## Your instructions
Within the records below, find each line that holds the string "UpstreamProviders", then copy it.

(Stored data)
════════════════════

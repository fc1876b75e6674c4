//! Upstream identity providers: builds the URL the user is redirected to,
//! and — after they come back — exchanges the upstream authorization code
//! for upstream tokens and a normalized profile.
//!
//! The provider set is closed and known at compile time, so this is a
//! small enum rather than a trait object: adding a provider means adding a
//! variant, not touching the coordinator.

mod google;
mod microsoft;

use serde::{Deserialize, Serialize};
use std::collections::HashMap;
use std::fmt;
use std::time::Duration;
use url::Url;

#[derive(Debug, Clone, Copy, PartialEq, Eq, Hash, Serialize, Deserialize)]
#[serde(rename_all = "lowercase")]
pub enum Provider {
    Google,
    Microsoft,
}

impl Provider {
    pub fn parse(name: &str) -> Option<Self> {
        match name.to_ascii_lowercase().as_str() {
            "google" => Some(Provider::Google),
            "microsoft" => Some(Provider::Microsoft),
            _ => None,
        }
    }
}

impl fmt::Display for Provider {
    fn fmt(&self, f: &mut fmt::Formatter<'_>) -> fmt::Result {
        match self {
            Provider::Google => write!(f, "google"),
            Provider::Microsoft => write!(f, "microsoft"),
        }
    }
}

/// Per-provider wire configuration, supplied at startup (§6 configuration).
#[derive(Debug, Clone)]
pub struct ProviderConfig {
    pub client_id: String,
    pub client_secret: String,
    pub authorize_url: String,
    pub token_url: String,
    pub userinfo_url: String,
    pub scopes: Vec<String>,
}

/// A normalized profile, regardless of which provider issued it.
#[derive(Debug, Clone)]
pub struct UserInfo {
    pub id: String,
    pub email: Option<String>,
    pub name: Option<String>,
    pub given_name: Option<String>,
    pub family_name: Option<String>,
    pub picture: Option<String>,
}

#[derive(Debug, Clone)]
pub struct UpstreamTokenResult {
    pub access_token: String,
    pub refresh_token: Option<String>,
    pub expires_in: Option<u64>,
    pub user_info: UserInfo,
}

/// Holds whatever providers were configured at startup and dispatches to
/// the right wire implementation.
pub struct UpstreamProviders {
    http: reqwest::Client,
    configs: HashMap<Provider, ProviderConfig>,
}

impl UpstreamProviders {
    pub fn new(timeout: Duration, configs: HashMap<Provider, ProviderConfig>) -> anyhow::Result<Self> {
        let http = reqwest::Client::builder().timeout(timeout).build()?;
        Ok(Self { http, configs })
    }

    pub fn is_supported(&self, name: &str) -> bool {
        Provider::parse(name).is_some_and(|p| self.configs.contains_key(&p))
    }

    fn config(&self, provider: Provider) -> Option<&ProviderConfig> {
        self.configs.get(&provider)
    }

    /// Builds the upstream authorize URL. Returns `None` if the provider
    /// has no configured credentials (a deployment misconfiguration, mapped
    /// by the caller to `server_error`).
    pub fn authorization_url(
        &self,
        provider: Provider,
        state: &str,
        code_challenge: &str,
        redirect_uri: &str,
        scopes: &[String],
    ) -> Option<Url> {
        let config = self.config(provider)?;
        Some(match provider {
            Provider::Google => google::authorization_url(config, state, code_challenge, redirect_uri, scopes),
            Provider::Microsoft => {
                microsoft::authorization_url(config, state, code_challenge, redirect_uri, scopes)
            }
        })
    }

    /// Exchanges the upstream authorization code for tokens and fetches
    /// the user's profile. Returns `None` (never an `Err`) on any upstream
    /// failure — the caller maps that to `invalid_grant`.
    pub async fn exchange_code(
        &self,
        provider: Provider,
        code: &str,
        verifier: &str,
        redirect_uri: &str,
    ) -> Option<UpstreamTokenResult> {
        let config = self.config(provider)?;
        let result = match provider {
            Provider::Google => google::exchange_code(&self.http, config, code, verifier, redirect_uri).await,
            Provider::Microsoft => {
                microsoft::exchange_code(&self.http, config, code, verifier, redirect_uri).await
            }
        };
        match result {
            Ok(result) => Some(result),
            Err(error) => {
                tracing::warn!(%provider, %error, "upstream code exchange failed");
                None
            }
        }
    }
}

════════════════════

## Response for this exercise
pub struct UpstreamProviders {
impl UpstreamProviders {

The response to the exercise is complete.